(Stored data entries)
◆ ◆ ◆ ◆ ◆ ◆ ◆

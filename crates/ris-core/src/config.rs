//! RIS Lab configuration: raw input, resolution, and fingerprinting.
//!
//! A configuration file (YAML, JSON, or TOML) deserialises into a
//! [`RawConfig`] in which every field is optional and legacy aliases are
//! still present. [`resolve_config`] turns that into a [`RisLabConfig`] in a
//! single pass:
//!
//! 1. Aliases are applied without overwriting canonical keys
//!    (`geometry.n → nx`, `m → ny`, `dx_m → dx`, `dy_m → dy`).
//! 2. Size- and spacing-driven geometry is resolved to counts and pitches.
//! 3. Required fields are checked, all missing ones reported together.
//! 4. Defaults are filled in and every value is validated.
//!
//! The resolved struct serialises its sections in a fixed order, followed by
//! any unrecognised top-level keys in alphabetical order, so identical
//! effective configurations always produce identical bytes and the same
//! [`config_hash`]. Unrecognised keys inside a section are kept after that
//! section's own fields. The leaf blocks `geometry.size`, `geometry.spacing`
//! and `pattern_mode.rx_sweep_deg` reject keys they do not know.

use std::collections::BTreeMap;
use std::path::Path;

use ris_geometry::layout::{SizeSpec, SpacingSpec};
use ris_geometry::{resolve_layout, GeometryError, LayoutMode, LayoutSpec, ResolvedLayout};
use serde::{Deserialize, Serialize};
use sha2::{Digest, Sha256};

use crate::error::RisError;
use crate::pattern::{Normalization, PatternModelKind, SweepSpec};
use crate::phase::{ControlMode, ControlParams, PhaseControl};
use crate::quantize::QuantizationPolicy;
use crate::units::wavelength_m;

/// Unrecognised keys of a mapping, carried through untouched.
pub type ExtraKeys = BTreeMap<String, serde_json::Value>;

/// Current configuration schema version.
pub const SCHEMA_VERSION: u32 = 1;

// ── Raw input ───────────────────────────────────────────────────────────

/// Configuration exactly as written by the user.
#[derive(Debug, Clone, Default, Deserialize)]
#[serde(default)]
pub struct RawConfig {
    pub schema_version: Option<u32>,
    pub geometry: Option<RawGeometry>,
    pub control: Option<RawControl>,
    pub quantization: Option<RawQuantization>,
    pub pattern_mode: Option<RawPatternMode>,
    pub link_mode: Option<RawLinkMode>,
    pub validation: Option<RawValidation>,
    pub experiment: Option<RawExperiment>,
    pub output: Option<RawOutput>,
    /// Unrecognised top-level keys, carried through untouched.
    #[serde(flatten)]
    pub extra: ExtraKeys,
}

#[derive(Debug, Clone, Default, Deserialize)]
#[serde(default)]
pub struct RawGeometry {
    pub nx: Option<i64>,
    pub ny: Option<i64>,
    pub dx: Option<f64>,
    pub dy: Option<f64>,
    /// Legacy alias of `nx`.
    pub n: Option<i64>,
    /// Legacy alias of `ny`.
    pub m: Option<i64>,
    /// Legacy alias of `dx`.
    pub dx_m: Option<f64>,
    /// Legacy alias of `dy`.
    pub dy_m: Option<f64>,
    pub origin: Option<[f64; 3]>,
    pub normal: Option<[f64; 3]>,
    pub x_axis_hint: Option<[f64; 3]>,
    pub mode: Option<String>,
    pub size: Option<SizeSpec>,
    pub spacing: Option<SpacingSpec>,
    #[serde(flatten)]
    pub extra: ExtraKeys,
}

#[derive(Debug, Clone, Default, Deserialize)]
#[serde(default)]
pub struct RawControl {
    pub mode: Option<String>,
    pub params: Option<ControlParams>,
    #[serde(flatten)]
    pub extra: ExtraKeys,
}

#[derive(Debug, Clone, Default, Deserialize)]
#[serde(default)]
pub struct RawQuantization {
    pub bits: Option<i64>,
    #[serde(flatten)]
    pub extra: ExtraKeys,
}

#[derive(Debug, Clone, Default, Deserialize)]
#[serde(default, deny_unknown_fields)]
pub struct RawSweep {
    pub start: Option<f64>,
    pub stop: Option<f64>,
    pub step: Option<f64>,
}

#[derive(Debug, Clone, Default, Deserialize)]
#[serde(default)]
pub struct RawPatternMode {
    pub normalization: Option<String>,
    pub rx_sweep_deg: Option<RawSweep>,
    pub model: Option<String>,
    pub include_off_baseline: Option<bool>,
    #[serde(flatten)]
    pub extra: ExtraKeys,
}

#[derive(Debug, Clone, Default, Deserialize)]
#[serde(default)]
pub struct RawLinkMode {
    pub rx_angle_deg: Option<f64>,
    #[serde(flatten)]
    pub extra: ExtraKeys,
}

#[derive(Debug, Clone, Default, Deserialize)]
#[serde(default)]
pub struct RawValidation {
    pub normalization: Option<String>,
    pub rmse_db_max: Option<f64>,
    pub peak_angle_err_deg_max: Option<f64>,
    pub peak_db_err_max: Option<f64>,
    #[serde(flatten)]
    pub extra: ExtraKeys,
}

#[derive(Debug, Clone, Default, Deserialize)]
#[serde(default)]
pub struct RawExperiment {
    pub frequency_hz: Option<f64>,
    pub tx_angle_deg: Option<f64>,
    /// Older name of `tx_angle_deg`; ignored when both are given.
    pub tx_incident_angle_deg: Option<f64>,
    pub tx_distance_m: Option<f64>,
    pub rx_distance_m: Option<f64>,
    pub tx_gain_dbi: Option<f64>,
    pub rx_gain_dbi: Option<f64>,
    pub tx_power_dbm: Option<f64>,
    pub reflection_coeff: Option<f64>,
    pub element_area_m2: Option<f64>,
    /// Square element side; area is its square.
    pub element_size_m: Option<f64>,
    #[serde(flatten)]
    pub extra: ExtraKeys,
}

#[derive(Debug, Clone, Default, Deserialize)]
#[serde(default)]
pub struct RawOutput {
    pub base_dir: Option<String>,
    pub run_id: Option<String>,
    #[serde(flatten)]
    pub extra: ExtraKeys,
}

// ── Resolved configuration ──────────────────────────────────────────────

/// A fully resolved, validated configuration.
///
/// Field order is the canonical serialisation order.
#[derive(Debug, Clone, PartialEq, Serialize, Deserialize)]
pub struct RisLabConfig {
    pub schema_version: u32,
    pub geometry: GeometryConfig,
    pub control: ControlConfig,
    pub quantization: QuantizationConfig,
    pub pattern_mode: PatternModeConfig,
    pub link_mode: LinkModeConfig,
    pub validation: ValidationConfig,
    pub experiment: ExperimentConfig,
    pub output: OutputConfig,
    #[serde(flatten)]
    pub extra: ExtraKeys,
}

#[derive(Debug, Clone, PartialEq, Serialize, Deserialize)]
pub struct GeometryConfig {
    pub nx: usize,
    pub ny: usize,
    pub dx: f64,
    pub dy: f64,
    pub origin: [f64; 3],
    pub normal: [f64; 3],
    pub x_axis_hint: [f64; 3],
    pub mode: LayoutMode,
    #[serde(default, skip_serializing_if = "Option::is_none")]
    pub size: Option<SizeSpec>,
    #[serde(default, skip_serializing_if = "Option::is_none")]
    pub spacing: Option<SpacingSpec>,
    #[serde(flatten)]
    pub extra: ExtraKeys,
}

◆ ◆ ◆ ◆ ◆ ◆ ◆

» What the task asks:
Each line from the start of the records through the line holding "use crate::units::wavelength_m;" must be returned exactly; nothing else belongs in the answer.

» Solved problem:
filename crates/ris-core/src/config.rs
//! RIS Lab configuration: raw input, resolution, and fingerprinting.
//!
//! A configuration file (YAML, JSON, or TOML) deserialises into a
//! [`RawConfig`] in which every field is optional and legacy aliases are
//! still present. [`resolve_config`] turns that into a [`RisLabConfig`] in a
//! single pass:
//!
//! 1. Aliases are applied without overwriting canonical keys
//!    (`geometry.n → nx`, `m → ny`, `dx_m → dx`, `dy_m → dy`).
//! 2. Size- and spacing-driven geometry is resolved to counts and pitches.
//! 3. Required fields are checked, all missing ones reported together.
//! 4. Defaults are filled in and every value is validated.
//!
//! The resolved struct serialises its sections in a fixed order, followed by
//! any unrecognised top-level keys in alphabetical order, so identical
//! effective configurations always produce identical bytes and the same
//! [`config_hash`]. Unrecognised keys inside a section are kept after that
//! section's own fields. The leaf blocks `geometry.size`, `geometry.spacing`
//! and `pattern_mode.rx_sweep_deg` reject keys they do not know.

use std::collections::BTreeMap;
use std::path::Path;

use ris_geometry::layout::{SizeSpec, SpacingSpec};
use ris_geometry::{resolve_layout, GeometryError, LayoutMode, LayoutSpec, ResolvedLayout};
use serde::{Deserialize, Serialize};
use sha2::{Digest, Sha256};

use crate::error::RisError;
use crate::pattern::{Normalization, PatternModelKind, SweepSpec};
use crate::phase::{ControlMode, ControlParams, PhaseControl};
use crate::quantize::QuantizationPolicy;
use crate::units::wavelength_m;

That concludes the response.